UPSTREAM PR #1184: Feat: Select backend devices via arg by loci-dev · Pull Request #40 · auroralabs-loci/stable-diffusion.cpp

loci-dev · 2026-02-02T10:47:12Z

Note

Source pull request: leejet/stable-diffusion.cpp#1184

The main goal of this PR is to improve user experience in multi-gpu setups, allowing to chose which model part gets sent to which device.

Cli changes:

Adds the --main-backend-device [device_name] argument to set the default backend
remove --clip-on-cpu, --vae-on-cpu and --control-net-cpu arguments
replace them respectively with the new --clip_backend_device [device_name], --vae-backend-device [device_name], --control-net-backend-device [device_name] arguments
add the --diffusion_backend_device (control the device used for the diffusion/flow models) and the --tae-backend-device
add --upscaler-backend-device, --photomaker-backend-device, and --vision-backend-device
add --list-devices argument to print the list of available ggml devices and exit.
add --rpc argument to connect to a compatible GGML rpc server

C API changes (stable-diffusion.h):

Change the content of the sd_ctx_params_t struct.
void list_backends_to_buffer(char* buffer, size_t buffer_size) to write the details of the available buffers to a null-terminated char array. Devices are separated by newline characters (\n), and the name and description of the device are separated by \t character.
size_t backend_list_size() to get the size of the buffer needed for void list_backends_to_buffer
void add_rpc_device(const char* address); connect to a ggml RPC backend (from llama.cpp)

The default device selection should now consistently prioritize discrete GPUs over iGPUs.
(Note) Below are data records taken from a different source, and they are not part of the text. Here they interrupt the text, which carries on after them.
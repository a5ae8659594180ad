//! Deterministic, pure logic shared by the tool surface.
//!
//! Core modules must be free of I/O side effects. They build argument vectors,
//! inspect diff text, and define the value types results travel in.

pub mod commands;
pub mod diff_gate;
pub mod types;
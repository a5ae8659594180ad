//! Git adapter for the patch and commit tools.
//!
//! Every git call goes through [`ProcessRunner`] so it gets the same deadline,
//! output capture, and failure typing as the test commands.

use std::path::Path;
use std::time::Duration;

use tracing::{debug, instrument};

use crate::core::commands::{git_apply_command, git_commit_command};
use crate::core::types::ExecutionResult;
use crate::error::ToolError;
use crate::io::process::ProcessRunner;

/// Wrapper for executing git commands in the project root.
#[derive(Debug, Clone)]
pub struct Git {
    runner: ProcessRunner,
    timeout: Duration,
}

impl Git {
    pub fn new(runner: ProcessRunner, timeout: Duration) -> Self {
        Self { runner, timeout }
    }

    pub fn workdir(&self) -> &Path {
        self.runner.root()
    }

    /// `git apply --check`: succeeds only if the patch applies cleanly.
    #[instrument(skip_all, fields(patch = %patch.display()))]
    pub fn apply_check(&self, patch: &Path) -> Result<ExecutionResult, ToolError> {
        let spec = git_apply_command(&patch.to_string_lossy(), true, self.timeout);
        let result = self.runner.run(&spec)?;
        debug!("patch applies cleanly");
        Ok(result)
    }

    /// `git apply`: mutate the working tree.
    #[instrument(skip_all, fields(patch = %patch.display()))]
    pub fn apply(&self, patch: &Path) -> Result<ExecutionResult, ToolError> {
        let spec = git_apply_command(&patch.to_string_lossy(), false, self.timeout);
        let result = self.runner.run(&spec)?;
        debug!("patch applied");
        Ok(result)
    }

    /// Commit whatever is staged, bypassing hooks.
    #[instrument(skip_all)]
    pub fn commit(&self, message: &str) -> Result<ExecutionResult, ToolError> {
        debug!("committing staged changes");
        self.runner.run(&git_commit_command(message, self.timeout))
    }
}
//! Client-side routes of the registry and the guard deciding access to them

pub mod navigation;
pub mod route_guard;
pub mod routes;

pub use navigation::navigation_for;
pub use route_guard::{evaluate, post_login_destination, NavigateOptions, Navigator, RouteGuard};
pub use routes::{access_for, required_capabilities, Access, LANDING_PATH, LOGIN_PATH};
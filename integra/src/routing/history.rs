use integra_core::routing::{NavigateOptions, Navigator};
use std::sync::Mutex;
use tokio::sync::watch;
use tracing::debug;

#[derive(Debug, Clone, PartialEq, Eq)]
pub struct HistoryEntry {
    pub path: String,
    /// Path the guard redirected away from, read by the login page
    pub from: Option<String>,
}

/// Browser-like history stack with change notifications.
pub struct HistoryRouter {
    entries: Mutex<Vec<HistoryEntry>>,
    location: watch::Sender<String>,
}

impl HistoryRouter {
    pub fn new(initial_path: &str) -> Self {
        let (location, _) = watch::channel(initial_path.to_string());
        Self {
            entries: Mutex::new(vec![HistoryEntry {
                path: initial_path.to_string(),
                from: None,
            }]),
            location,
        }
    }

    pub fn subscribe(&self) -> watch::Receiver<String> {
        self.location.subscribe()
    }

    /// User initiated navigation, e.g. following a link.
    pub fn push(&self, path: &str) {
        self.navigate(path, NavigateOptions::default());
    }

    /// Step back one entry, like the browser back button.
    pub fn back(&self) -> Option<String> {
        let path = {
            let mut entries = self.entries.lock().ok()?;
            if entries.len() < 2 {
                return None;
            }
            entries.pop();
            entries.last()?.path.clone()
        };
        self.location.send_replace(path.clone());
        Some(path)
    }

    pub fn entries(&self) -> Vec<HistoryEntry> {
        self.entries
            .lock()
            .map(|entries| entries.clone())
            .unwrap_or_default()
    }

}

impl Navigator for HistoryRouter {
    fn current_path(&self) -> String {
        self.location.borrow().clone()
    }

    fn navigate(&self, path: &str, options: NavigateOptions) {
        let entry = HistoryEntry {
            path: path.to_string(),
            from: options.from,
        };
        if let Ok(mut entries) = self.entries.lock() {
            if options.replace {
                entries.pop();
            }
            entries.push(entry);
            debug!("Navigated to {} ({} history entries)", path, entries.len());
        }
        self.location.send_replace(path.to_string());
    }

    fn redirected_from(&self) -> Option<String> {
        self.entries
            .lock()
            .ok()
            .and_then(|entries| entries.last().and_then(|entry| entry.from.clone()))
    }
}
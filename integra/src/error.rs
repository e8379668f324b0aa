use integra_types::AuthErrorKind;
use thiserror::Error;

use crate::identity::ProviderError;

/// Failure of a login or session check, as reported to the caller.
#[derive(Error, Debug, Clone, PartialEq, Eq)]
pub enum AuthError {
    #[error("Invalid email or password")]
    InvalidCredentials,
    #[error("Identity provider unavailable: {0}")]
    ProviderUnavailable(String),
    #[error("Malformed identity provider response: {0}")]
    MalformedResponse(String),
    #[error("Login was superseded by a later sign-out or login")]
    Superseded,
}

impl AuthError {
    pub fn kind(&self) -> AuthErrorKind {
        match self {
            AuthError::InvalidCredentials => AuthErrorKind::InvalidCredentials,
            AuthError::ProviderUnavailable(_) => AuthErrorKind::ProviderUnavailable,
            AuthError::MalformedResponse(_) => AuthErrorKind::MalformedResponse,
            AuthError::Superseded => AuthErrorKind::Superseded,
        }
    }

    /// Message suitable for a login form.
    ///
    /// Provider internals stay in the logs, a malformed response reads like
    /// an outage to the user.
    pub fn user_message(&self) -> &'static str {
        match self {
            AuthError::InvalidCredentials => "Invalid email or password.",
            AuthError::ProviderUnavailable(_) | AuthError::MalformedResponse(_) => {
                "Sign-in is temporarily unavailable. Please try again later."
            }
            AuthError::Superseded => "Sign-in was cancelled.",
        }
    }
}

impl From<ProviderError> for AuthError {
    fn from(err: ProviderError) -> Self {
        match err {
            ProviderError::InvalidCredentials => AuthError::InvalidCredentials,
            ProviderError::Unavailable(message) => AuthError::ProviderUnavailable(message),
            ProviderError::Malformed(message) => AuthError::MalformedResponse(message),
        }
    }
}

#[cfg(test)]
mod tests {
    use super::*;

    #[test]
    fn test_provider_errors_map_to_auth_errors() {
        assert_eq!(
            AuthError::from(ProviderError::InvalidCredentials),
            AuthError::InvalidCredentials
        );
        assert_eq!(
            AuthError::from(ProviderError::Unavailable("down".into())).kind(),
            AuthErrorKind::ProviderUnavailable
        );
        assert_eq!(
            AuthError::from(ProviderError::Malformed("role".into())).kind(),
            AuthErrorKind::MalformedResponse
        );
    }

    #[test]
    fn test_user_message_hides_provider_details() {
        let err = AuthError::MalformedResponse("unknown role 'root'".into());
        assert!(!err.user_message().contains("root"));
        assert_eq!(
            err.user_message(),
            AuthError::ProviderUnavailable("x".into()).user_message()
        );
    }
}
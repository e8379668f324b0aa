use integra_core::authorization::{permissions_for, permissions_for_role_name};
use integra_types::{Capability, PermissionSet, Role};
use owo_colors::OwoColorize;
use tabled::{builder::Builder, settings::Style};

use crate::cli::PermissionsCommand;

fn mark(granted: bool) -> String {
    if granted {
        "✓".green().to_string()
    } else {
        "✗".red().to_string()
    }
}

pub fn print_permissions(cmd: &PermissionsCommand) -> anyhow::Result<()> {
    let columns: Vec<(String, &'static PermissionSet)> = match &cmd.role {
        Some(name) => vec![(name.clone(), permissions_for_role_name(name))],
        None => Role::all()
            .into_iter()
            .map(|role| (role.label().to_string(), permissions_for(Some(role))))
            .collect(),
    };

    let mut builder = Builder::default();
    let mut header = vec!["Capability".to_string()];
    header.extend(columns.iter().map(|(name, _)| name.clone()));
    builder.push_record(header);

    for capability in Capability::all() {
        let mut row = vec![capability.as_str().to_string()];
        row.extend(
            columns
                .iter()
                .map(|(_, permissions)| mark(permissions.allows(capability))),
        );
        builder.push_record(row);
    }

    let mut table = builder.build();
    table.with(Style::rounded());
    println!("{}", table);
    Ok(())
}
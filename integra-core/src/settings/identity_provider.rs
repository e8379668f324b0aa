use serde::Deserialize;

/// Which identity provider backs the session store.
#[derive(Debug, Deserialize, Clone, Copy, PartialEq, Eq, Default)]
pub enum ProviderMode {
    /// Seeded in-memory directory, for local development and demos
    #[serde(rename = "memory")]
    #[default]
    InMemory,
    #[serde(rename = "http")]
    Http,
}

#[derive(Debug, Deserialize, Clone)]
#[readonly::make]
pub struct IdentityProviderSettings {
    #[serde(default)]
    pub mode: ProviderMode,
    /// Base URL of the HTTP identity provider
    pub base_url: Option<String>,
    #[serde(default = "default_timeout_seconds")]
    pub timeout_seconds: u64,
    #[serde(default = "default_max_attempts")]
    pub max_attempts: usize,
}

fn default_timeout_seconds() -> u64 {
    10
}

fn default_max_attempts() -> usize {
    3
}

impl Default for IdentityProviderSettings {
    fn default() -> Self {
        Self {
            mode: ProviderMode::default(),
            base_url: None,
            timeout_seconds: default_timeout_seconds(),
            max_attempts: default_max_attempts(),
        }
    }
}

impl IdentityProviderSettings {
    pub fn http(base_url: &str) -> Self {
        Self {
            mode: ProviderMode::Http,
            base_url: Some(base_url.trim_end_matches('/').to_string()),
            ..Self::default()
        }
    }
}
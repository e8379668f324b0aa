use serde::Deserialize;
use serde::{de::Error, Deserializer};

/// Interval written as `<number><unit>` with unit `s`, `m` or `h`, e.g. `5m`.
#[derive(Debug, Clone, Copy, PartialEq, Eq)]
pub enum SchedulerInterval {
    Seconds(u32),
    Minutes(u32),
    Hours(u32),
}

impl SchedulerInterval {
    pub fn parse(s: &str) -> Result<Self, String> {
        let s = s.trim();
        if s.len() < 2 || !s.is_char_boundary(s.len() - 1) {
            return Err(format!("Invalid interval '{s}'"));
        }
        let (num, unit) = s.split_at(s.len() - 1);
        let num: u32 = num
            .parse()
            .map_err(|e| format!("Invalid interval '{s}': {e}"))?;
        if num == 0 {
            return Err(format!("Interval '{s}' must be greater than zero"));
        }

        match unit {
            "s" => Ok(SchedulerInterval::Seconds(num)),
            "m" => Ok(SchedulerInterval::Minutes(num)),
            "h" => Ok(SchedulerInterval::Hours(num)),
            _ => Err(format!("Invalid time unit in interval '{s}'")),
        }
    }
}

impl<'de> Deserialize<'de> for SchedulerInterval {
    fn deserialize<D>(deserializer: D) -> Result<Self, D::Error>
    where
        D: Deserializer<'de>,
    {
        let s: String = Deserialize::deserialize(deserializer)?;
        SchedulerInterval::parse(&s).map_err(D::Error::custom)
    }
}

impl std::fmt::Display for SchedulerInterval {
    fn fmt(&self, f: &mut std::fmt::Formatter<'_>) -> std::fmt::Result {
        match self {
            SchedulerInterval::Seconds(s) => write!(f, "{s}s"),
            SchedulerInterval::Minutes(m) => write!(f, "{m}m"),
            SchedulerInterval::Hours(h) => write!(f, "{h}h"),
        }
    }
}

impl From<SchedulerInterval> for clokwerk::Interval {
    fn from(val: SchedulerInterval) -> Self {
        match val {
            SchedulerInterval::Seconds(s) => clokwerk::Interval::Seconds(s),
            SchedulerInterval::Minutes(m) => clokwerk::Interval::Minutes(m),
            SchedulerInterval::Hours(h) => clokwerk::Interval::Hours(h),
        }
    }
}

#[cfg(test)]
mod tests {
    use super::*;

    #[test]
    fn test_parse() {
        assert_eq!(SchedulerInterval::parse("5m"), Ok(SchedulerInterval::Minutes(5)));
        assert_eq!(SchedulerInterval::parse("30s"), Ok(SchedulerInterval::Seconds(30)));
        assert_eq!(SchedulerInterval::parse(" 1h "), Ok(SchedulerInterval::Hours(1)));
        assert!(SchedulerInterval::parse("5d").is_err());
        assert!(SchedulerInterval::parse("m").is_err());
        assert!(SchedulerInterval::parse("0s").is_err());
        assert!(SchedulerInterval::parse("").is_err());
    }

    #[test]
    fn test_conversions() {
        let five_minutes = SchedulerInterval::Minutes(5);
        assert!(matches!(
            clokwerk::Interval::from(five_minutes),
            clokwerk::Interval::Minutes(5)
        ));
        assert_eq!(five_minutes.to_string(), "5m");
    }

    #[test]
    fn test_deserialize() {
        let interval: SchedulerInterval = serde_json::from_str("\"45s\"").unwrap();
        assert_eq!(interval, SchedulerInterval::Seconds(45));
        assert!(serde_json::from_str::<SchedulerInterval>("\"soon\"").is_err());
    }
}
use integra_core::settings::scheduler_interval::SchedulerInterval;
use std::sync::Arc;
use std::time::Duration;
use tokio::task::JoinHandle;
use tracing::{debug, info};

use super::SessionStore;
use crate::stop_flag::StopFlag;

/// Re-validate the stored credential every `interval` until stopped.
///
/// Revocation on the provider side then signs the user out without any
/// user action. Runs are skipped while nothing is stored.
pub fn spawn_session_refresher(
    store: Arc<SessionStore>,
    interval: SchedulerInterval,
    stop_flag: StopFlag,
) -> JoinHandle<()> {
    let mut scheduler = clokwerk::AsyncScheduler::new();

    {
        let store = store.clone();
        scheduler.every(interval.into()).run(move || {
            let store = store.clone();
            async move {
                if !store.has_stored_credential() {
                    debug!("No stored credential, skipping session re-check");
                    return;
                }
                let session = store.check_session().await;
                debug!("Periodic session re-check done: {:?}", session.status());
            }
        });
    }

    info!("Re-checking the session every {}", interval);
    tokio::spawn(async move {
        while !stop_flag.is_stopped() {
            scheduler.run_pending().await;
            tokio::select! {
                _ = tokio::time::sleep(Duration::from_millis(100)) => {}
                _ = stop_flag.wait() => {}
            }
        }
        debug!("Session refresher stopped");
    })
}
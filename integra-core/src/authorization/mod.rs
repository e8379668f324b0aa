//! Role based access control for the registry
//!
//! The permission table maps each role to a fixed capability grant. The
//! capability guard consults it to decide whether a region may be shown.

pub mod capability_guard;
pub mod permission_table;

pub use capability_guard::{guard, AccessDenied, Guarded};
pub use permission_table::{is_allowed, permissions_for, permissions_for_role_name};
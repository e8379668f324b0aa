//! HTTP plumbing for talking to the identity provider

mod client;
mod error;
mod retry;

pub use client::{HttpClient, HttpClientBuilder};
pub use error::HttpError;
pub use retry::{with_backoff, RetryError, RetryPolicy};
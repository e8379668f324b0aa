/*!
 * Types shared between the integra authorization core and the browser frontend
 *
 * This crate only carries plain data (roles, capabilities, the session value
 * and guard decisions) so the TypeScript generator can be built without the
 * HTTP and runtime dependencies of the core.
 */

use serde::{Deserialize, Deserializer, Serialize};
use std::collections::BTreeMap;
use std::fmt;
use ts_rs::TS;

pub use ts_rs;

/// Coarse identity classification that decides capability grants.
#[derive(Debug, Clone, Copy, Serialize, Deserialize, PartialEq, Eq, Hash, PartialOrd, Ord, TS)]
#[ts(export)]
#[serde(rename_all = "lowercase")]
pub enum Role {
    #[serde(rename = "admin", alias = "administrator")]
    Administrator,
    Operator,
    Viewer,
}

impl Role {
    pub fn all() -> [Role; 3] {
        [Role::Administrator, Role::Operator, Role::Viewer]
    }

    pub fn as_str(&self) -> &'static str {
        match self {
            Role::Administrator => "admin",
            Role::Operator => "operator",
            Role::Viewer => "viewer",
        }
    }

    pub fn label(&self) -> &'static str {
        match self {
            Role::Administrator => "Administrator",
            Role::Operator => "Operator",
            Role::Viewer => "Viewer",
        }
    }

    /// Parse a role name coming from an untrusted source.
    #[allow(clippy::should_implement_trait)]
    pub fn from_str(s: &str) -> Option<Role> {
        match s.trim().to_lowercase().as_str() {
            "admin" | "administrator" => Some(Role::Administrator),
            "operator" => Some(Role::Operator),
            "viewer" => Some(Role::Viewer),
            _ => None,
        }
    }
}

impl fmt::Display for Role {
    fn fmt(&self, f: &mut fmt::Formatter<'_>) -> fmt::Result {
        write!(f, "{}", self.as_str())
    }
}

/// A single protected action or view of the registry.
#[derive(Debug, Clone, Copy, Serialize, Deserialize, PartialEq, Eq, Hash, PartialOrd, Ord, TS)]
#[ts(export)]
#[serde(rename_all = "snake_case")]
pub enum Capability {
    ViewDashboard,
    ViewIntegrations,
    CreateIntegration,
    EditIntegration,
    DeleteIntegration,
    /// Audit log and per-integration version history
    ViewAudit,
    ViewAnalytics,
    /// Spreadsheet export of integration tables
    ExportData,
    ViewUsers,
    ManageUsers,
    ViewSettings,
}

impl Capability {
    /// All capabilities in display order
    pub fn all() -> [Capability; 11] {
        [
            Capability::ViewDashboard,
            Capability::ViewIntegrations,
            Capability::CreateIntegration,
            Capability::EditIntegration,
            Capability::DeleteIntegration,
            Capability::ViewAudit,
            Capability::ViewAnalytics,
            Capability::ExportData,
            Capability::ViewUsers,
            Capability::ManageUsers,
            Capability::ViewSettings,
        ]
    }

    pub fn as_str(&self) -> &'static str {
        match self {
            Capability::ViewDashboard => "view_dashboard",
            Capability::ViewIntegrations => "view_integrations",
            Capability::CreateIntegration => "create_integration",
            Capability::EditIntegration => "edit_integration",
            Capability::DeleteIntegration => "delete_integration",
            Capability::ViewAudit => "view_audit",
            Capability::ViewAnalytics => "view_analytics",
            Capability::ExportData => "export_data",
            Capability::ViewUsers => "view_users",
            Capability::ManageUsers => "manage_users",
            Capability::ViewSettings => "view_settings",
        }
    }

    #[allow(clippy::should_implement_trait)]
    pub fn from_str(s: &str) -> Option<Capability> {
        let s = s.trim().to_lowercase().replace('-', "_");
        Capability::all().into_iter().find(|c| c.as_str() == s)
    }
}

impl fmt::Display for Capability {
    fn fmt(&self, f: &mut fmt::Formatter<'_>) -> fmt::Result {
        write!(f, "{}", self.as_str())
    }
}

/// The full capability grant of one role.
///
/// Every capability always has an entry, so lookups never have to guess
/// about missing keys. Deserializing fills absent entries with `false`.
#[derive(Debug, Clone, PartialEq, Eq, Serialize, TS)]
#[ts(export)]
pub struct PermissionSet {
    #[ts(type = "Record<Capability, boolean>")]
    grants: BTreeMap<Capability, bool>,
}

impl<'de> Deserialize<'de> for PermissionSet {
    fn deserialize<D>(deserializer: D) -> Result<Self, D::Error>
    where
        D: Deserializer<'de>,
    {
        #[derive(Deserialize)]
        struct Wire {
            #[serde(default)]
            grants: BTreeMap<Capability, bool>,
        }

        let wire = Wire::deserialize(deserializer)?;
        let granted: Vec<Capability> = wire
            .grants
            .into_iter()
            .filter(|(_, allowed)| *allowed)
            .map(|(c, _)| c)
            .collect();
        Ok(Self::from_granted(&granted))
    }
}

impl PermissionSet {
    /// A set where nothing is granted.
    pub fn deny_all() -> Self {
        Self::from_granted(&[])
    }

    /// Build a total set from the list of granted capabilities.
    pub fn from_granted(granted: &[Capability]) -> Self {
        let grants = Capability::all()
            .into_iter()
            .map(|c| (c, granted.contains(&c)))
            .collect();
        Self { grants }
    }

    pub fn allows(&self, capability: Capability) -> bool {
        self.grants.get(&capability).copied().unwrap_or(false)
    }

    /// Capabilities of `required` that this set does not grant, in input order.
    pub fn missing(&self, required: &[Capability]) -> Vec<Capability> {
        let mut missing = Vec::new();
        for capability in required {
            if !self.allows(*capability) && !missing.contains(capability) {
                missing.push(*capability);
            }
        }
        missing
    }

    pub fn allows_all(&self, required: &[Capability]) -> bool {
        required.iter().all(|c| self.allows(*c))
    }

    pub fn granted(&self) -> Vec<Capability> {
        self.grants
            .iter()
            .filter(|(_, allowed)| **allowed)
            .map(|(c, _)| *c)
            .collect()
    }

    pub fn iter(&self) -> impl Iterator<Item = (Capability, bool)> + '_ {
        self.grants.iter().map(|(c, allowed)| (*c, *allowed))
    }

    pub fn len(&self) -> usize {
        self.grants.len()
    }

    pub fn is_empty(&self) -> bool {
        self.grants.is_empty()
    }
}

#[derive(Debug, Clone, PartialEq, Eq, Serialize, Deserialize, TS)]
#[ts(export)]
#[serde(rename_all = "camelCase")]
pub struct User {
    pub id: String,
    pub display_name: String,
    pub email: String,
    pub role: Role,
}

/// Current authentication state of the process.
#[derive(Debug, Clone, Default, PartialEq, Eq, Serialize, Deserialize, TS)]
#[ts(export)]
pub struct Session {
    pub identity: Option<User>,
    pub loading: bool,
}

#[derive(Debug, Clone, Copy, PartialEq, Eq, Serialize, Deserialize, TS)]
#[ts(export)]
pub enum SessionStatus {
    Loading,
    Unauthenticated,
    Authenticated,
}

impl Session {
    /// Session before the first check has run.
    pub fn initial() -> Self {
        Self {
            identity: None,
            loading: true,
        }
    }

    pub fn unauthenticated() -> Self {
        Self::default()
    }

    pub fn authenticated(user: User) -> Self {
        Self {
            identity: Some(user),
            loading: false,
        }
    }

    /// A re-check running behind an authenticated session keeps it
    /// `Authenticated`; only a session without identity shows as loading.
    pub fn status(&self) -> SessionStatus {
        match (&self.identity, self.loading) {
            (Some(_), _) => SessionStatus::Authenticated,
            (None, true) => SessionStatus::Loading,
            (None, false) => SessionStatus::Unauthenticated,
        }
    }

    pub fn role(&self) -> Option<Role> {
        self.identity.as_ref().map(|u| u.role)
    }

    pub fn is_authenticated(&self) -> bool {
        self.identity.is_some()
    }
}

/// Outcome of evaluating the route guard for one (session, path) pair.
#[derive(Debug, Clone, PartialEq, Eq, Serialize, Deserialize, TS)]
#[ts(export)]
#[serde(tag = "type", rename_all = "snake_case")]
pub enum RouteDecision {
    /// Show the neutral waiting indicator and do nothing else
    Wait,
    Render,
    Redirect {
        to: String,
        replace: bool,
        /// Originally requested path, restored after login
        from: Option<String>,
    },
}

impl RouteDecision {
    pub fn renders_children(&self) -> bool {
        matches!(self, RouteDecision::Render)
    }
}

#[derive(Debug, Clone, PartialEq, Eq, Serialize, Deserialize, TS)]
#[ts(export)]
#[serde(tag = "type", rename_all = "snake_case")]
pub enum CapabilityDecision {
    Granted,
    Denied { missing: Vec<Capability> },
}

impl CapabilityDecision {
    pub fn is_granted(&self) -> bool {
        matches!(self, CapabilityDecision::Granted)
    }
}

/// Sidebar entry shown to a user whose role grants `capability`.
#[derive(Debug, Clone, PartialEq, Eq, Serialize, Deserialize, TS)]
#[ts(export)]
pub struct NavItem {
    pub path: String,
    pub label: String,
    pub capability: Capability,
}

/// Error kinds surfaced to the login form.
#[derive(Debug, Clone, Copy, PartialEq, Eq, Serialize, Deserialize, TS)]
#[ts(export)]
#[serde(rename_all = "snake_case")]
pub enum AuthErrorKind {
    InvalidCredentials,
    ProviderUnavailable,
    MalformedResponse,
    Superseded,
}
For example if you want to run the text encoders on CPU, you'd need to use --clip_backend_device CPU instead of --clip-on-cpu

TODO:

Fix bug with --lora-apply-mode immediately when clip and diffsion models are running on different (non-cpu) backends.
Clean up logs

Important: to use RPC, you need to add -DGGML_RPC=ON to the build. Additionally it requires either sd.cpp to be built with -DSD_USE_SYSTEM_GGML flag (I haven't tested that one), or the RPC server to be built with -DCMAKE_C_FLAGS="-DGGML_MAX_NAME=128" -DCMAKE_CXX_FLAGS="-DGGML_MAX_NAME=128" (default is 64)

Fixes #1116

loci-review · 2026-02-03T11:50:26Z

Overview

Analysis of stable-diffusion.cpp across 18 commits reveals minimal performance impact from multi-backend device management refactoring. Of 48,425 total functions, 124 were modified (0.26%), 331 added, and 109 removed. Power consumption increased negligibly: build.bin.sd-cli (+0.388%, 479,167→481,028 nJ) and build.bin.sd-server (+0.239%, 512,977→514,202 nJ).

Function Analysis

SDContextParams Constructor (both binaries): Response time increased ~40% (+2,816-2,840ns) due to initializing 9 new std::string device placement fields replacing 3 boolean flags. Enables per-component GPU/CPU device selection for heterogeneous computing.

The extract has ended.